Exercise instructions => Retype, word for word, each line between the lines holding "use std::sync::Arc;" and "pub enum Action", inclusive, and leave the rest of the data alone.
================================
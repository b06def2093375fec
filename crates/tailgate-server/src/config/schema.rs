use std::net::SocketAddr;

use serde::Deserialize;
use tailgate_core::error::{Result, TailgateError};

#[derive(Debug, Deserialize)]
#[serde(deny_unknown_fields)]
pub struct GatewayConfig {
    pub version: u32,

    #[serde(default)]
    pub server: ServerSection,

    #[serde(default)]
    pub ops: Option<OpsSection>,

    pub tls: TlsSection,

    #[serde(default)]
    pub acl: Vec<AclRuleConfig>,
}

impl GatewayConfig {
    pub fn validate(&self) -> Result<()> {
        if self.version != 1 {
            return Err(TailgateError::UnsupportedVersion);
        }
        if self.acl.is_empty() {
            return Err(TailgateError::BadConfig(
                "acl must not be empty (every call would be denied)".into(),
            ));
        }

        self.server.validate()?;
        if let Some(ops) = &self.ops {
            ops.listen_addr()?;
        }
        self.tls.validate()?;

        Ok(())
    }
}

#[derive(Debug, Deserialize)]
#[serde(deny_unknown_fields)]
pub struct ServerSection {
    #[serde(default = "default_listen")]
    pub listen: String,

    #[serde(default = "default_shutdown_grace_ms")]
    pub shutdown_grace_ms: u64,

    #[serde(default = "default_stream_buffer")]
    pub stream_buffer: usize,
}

impl Default for ServerSection {
    fn default() -> Self {
        Self {
            listen: default_listen(),
            shutdown_grace_ms: default_shutdown_grace_ms(),
            stream_buffer: default_stream_buffer(),
        }
    }
}

impl ServerSection {
    pub fn validate(&self) -> Result<()> {
        self.listen_addr()?;
        if !(100..=600_000).contains(&self.shutdown_grace_ms) {
            return Err(TailgateError::BadConfig(
                "server.shutdown_grace_ms must be between 100 and 600000".into(),
            ));
        }
        if !(1..=4096).contains(&self.stream_buffer) {
            return Err(TailgateError::BadConfig(
                "server.stream_buffer must be between 1 and 4096".into(),
            ));
        }
        Ok(())
    }

    pub fn listen_addr(&self) -> Result<SocketAddr> {
        parse_addr("server.listen", &self.listen)
    }
}

fn default_listen() -> String {
    "0.0.0.0:8400".into()
}
fn default_shutdown_grace_ms() -> u64 {
    10_000
}
fn default_stream_buffer() -> usize {
    64
}

#[derive(Debug, Deserialize)]
#[serde(deny_unknown_fields)]
pub struct OpsSection {
    pub listen: String,
}

impl OpsSection {
    pub fn listen_addr(&self) -> Result<SocketAddr> {
        parse_addr("ops.listen", &self.listen)
    }
}

#[derive(Debug, Deserialize)]
#[serde(deny_unknown_fields)]
pub struct TlsSection {
    pub cert_file: String,
    pub key_file: String,
    pub ca_file: String,
}

impl TlsSection {
    pub fn validate(&self) -> Result<()> {
        for (name, v) in [
            ("tls.cert_file", &self.cert_file),
            ("tls.key_file", &self.key_file),
            ("tls.ca_file", &self.ca_file),
        ] {
            if v.trim().is_empty() {
                return Err(TailgateError::BadConfig(format!("{name} must not be empty")));
            }
        }
        Ok(())
    }
}

/// One ACL row: `subject` may perform `actions` on `object`.
#[derive(Debug, Clone, Deserialize)]
#[serde(deny_unknown_fields)]
pub struct AclRuleConfig {
    pub subject: String,
    pub object: String,
    pub actions: Vec<String>,
}

fn parse_addr(field: &str, raw: &str) -> Result<SocketAddr> {
    raw.parse()
        .map_err(|e| TailgateError::BadConfig(format!("{field} must be a valid SocketAddr: {e}")))
}
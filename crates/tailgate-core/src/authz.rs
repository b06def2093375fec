//! Authorization contract: caller identity, actions, and the policy decision point.
//!
//! The gate itself lives in the server crate; this module only defines the vocabulary both sides
//! agree on, so any rule representation (static ACL, RBAC, remote PDP) can sit behind the trait.

use std::fmt;
use std::str::FromStr;
use std::sync::Arc;

use crate::error::{Result, TailgateError};

/// Object name every RPC is checked against.
pub const OBJECT_WILDCARD: &str = "*";

/// Caller identity derived from a verified transport credential.
/// Immutable for the lifetime of one call.
#[derive(Debug, Clone, PartialEq, Eq)]
pub struct Identity {
    subject: Arc<str>,
}

impl Identity {
    pub fn new(subject: impl Into<Arc<str>>) -> Self {
        Self {
            subject: subject.into(),
        }
    }

    pub fn subject(&self) -> &str {
        &self.subject
    }
}

impl fmt::Display for Identity {
    fn fmt(&self, f: &mut fmt::Formatter<'_>) -> fmt::Result {
        f.write_str(&self.subject)
    }
}

/// Operation class an authorization rule is evaluated against.
#[derive(Debug, Clone, Copy, PartialEq, Eq, Hash)]
pub enum Action {
    Create,
    Read,
    Update,
    Delete,
    Produce,
    Consume,
}

impl Action {
    pub const ALL: [Action; 6] = [
        Action::Create,
        Action::Read,
        Action::Update,
        Action::Delete,
        Action::Produce,
        Action::Consume,
    ];

    pub fn as_str(self) -> &'static str {
        match self {
            Action::Create => "create",
            Action::Read => "read",
            Action::Update => "update",
            Action::Delete => "delete",
            Action::Produce => "produce",
            Action::Consume => "consume",
        }
    }
}

impl fmt::Display for Action {
    fn fmt(&self, f: &mut fmt::Formatter<'_>) -> fmt::Result {
        f.write_str(self.as_str())
    }
}

impl FromStr for Action {
    type Err = TailgateError;

    fn from_str(s: &str) -> Result<Self> {
        Action::ALL
            .into_iter()
            .find(|a| a.as_str() == s)
            .ok_or_else(|| TailgateError::InvalidArgument(format!("unknown action: {s}")))
    }
}

/// Policy Decision Point: answers whether `subject` may perform `action` on `object`.
///
/// Implementations must be side-effect free. An `Err` means the decision could not be made
/// (malformed policy, unreachable backend); callers treat it as a deny.
pub trait PolicyDecisionPoint: Send + Sync {
    fn decide(&self, subject: &str, object: &str, action: &str) -> Result<bool>;
}

impl<P: PolicyDecisionPoint + ?Sized> PolicyDecisionPoint for Arc<P> {
    fn decide(&self, subject: &str, object: &str, action: &str) -> Result<bool> {
        (**self).decide(subject, object, action)
    }
}
//! # rowgrid
//!
//! Render database query results as bordered ascii tables.
//!
//! Two input shapes are supported — a forward-only cursor over a raw result
//! set, and a materialized list of records read through a declared field
//! schema — and both normalize into the same [`Table`](table::Table) value,
//! which renders as a fixed-width `+`/`-`/`|` bordered grid.
//!
//! ## Quick Start
//!
//! ```
//! use rowgrid::prelude::*;
//!
//! struct Fruit {
//!     id: i64,
//!     name: String,
//! }
//!
//! let fruits = vec![Fruit { id: 1, name: "Banana".into() }];
//! let schema = Schema::new()
//!     .field("id", |fruit: &Fruit| Value::from(fruit.id))
//!     .field("name", |fruit: &Fruit| Value::from(fruit.name.as_str()));
//!
//! let ascii = rowgrid::dump::records_to_string(&fruits, &schema).unwrap();
//! assert!(ascii.contains("Banana"));
//! ```
//!
//! ## Core Concepts
//!
//! - **Value**: one scalar cell (null, bool, integer, float, or text)
//! - **Table**: the header + rows intermediate value
//! - **RowCursor**: the narrow trait a result-set cursor must expose
//! - **Schema**: ordered (name, accessor) pairs for reading record fields
//! - **TabularSource**: anything that can be normalized into a `Table`

#![forbid(unsafe_code)]
#![warn(clippy::pedantic)]
#![allow(clippy::module_name_repetitions)]

pub mod cells;
pub mod r#box;
pub mod value;
pub mod table;
pub mod error;
pub mod source;
pub mod dump;

/// Re-exports for convenient usage
pub mod prelude {
    pub use crate::error::{AccessError, Error};
    pub use crate::r#box::BoxChars;
    pub use crate::source::{CursorSource, RecordListSource, RowCursor, Schema, TabularSource};
    pub use crate::table::{Align, Column, Table};
    pub use crate::value::Value;
}

// Re-export key types at crate root
pub use error::{AccessError, Error};
pub use source::{CursorSource, RecordListSource, RowCursor, Schema, TabularSource};
pub use table::{Align, Column, Table};
pub use value::Value;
================================
Solution for this problem =>
use std::sync::Arc;

use crate::error::{Result, TailgateError};

/// Object name every RPC is checked against.
pub const OBJECT_WILDCARD: &str = "*";

/// Caller identity derived from a verified transport credential.
/// Immutable for the lifetime of one call.
#[derive(Debug, Clone, PartialEq, Eq)]
pub struct Identity {
    subject: Arc<str>,
}

impl Identity {
    pub fn new(subject: impl Into<Arc<str>>) -> Self {
        Self {
            subject: subject.into(),
        }
    }

    pub fn subject(&self) -> &str {
        &self.subject
    }
}

impl fmt::Display for Identity {
    fn fmt(&self, f: &mut fmt::Formatter<'_>) -> fmt::Result {
        f.write_str(&self.subject)
    }
}

/// Operation class an authorization rule is evaluated against.
#[derive(Debug, Clone, Copy, PartialEq, Eq, Hash)]
pub enum Action {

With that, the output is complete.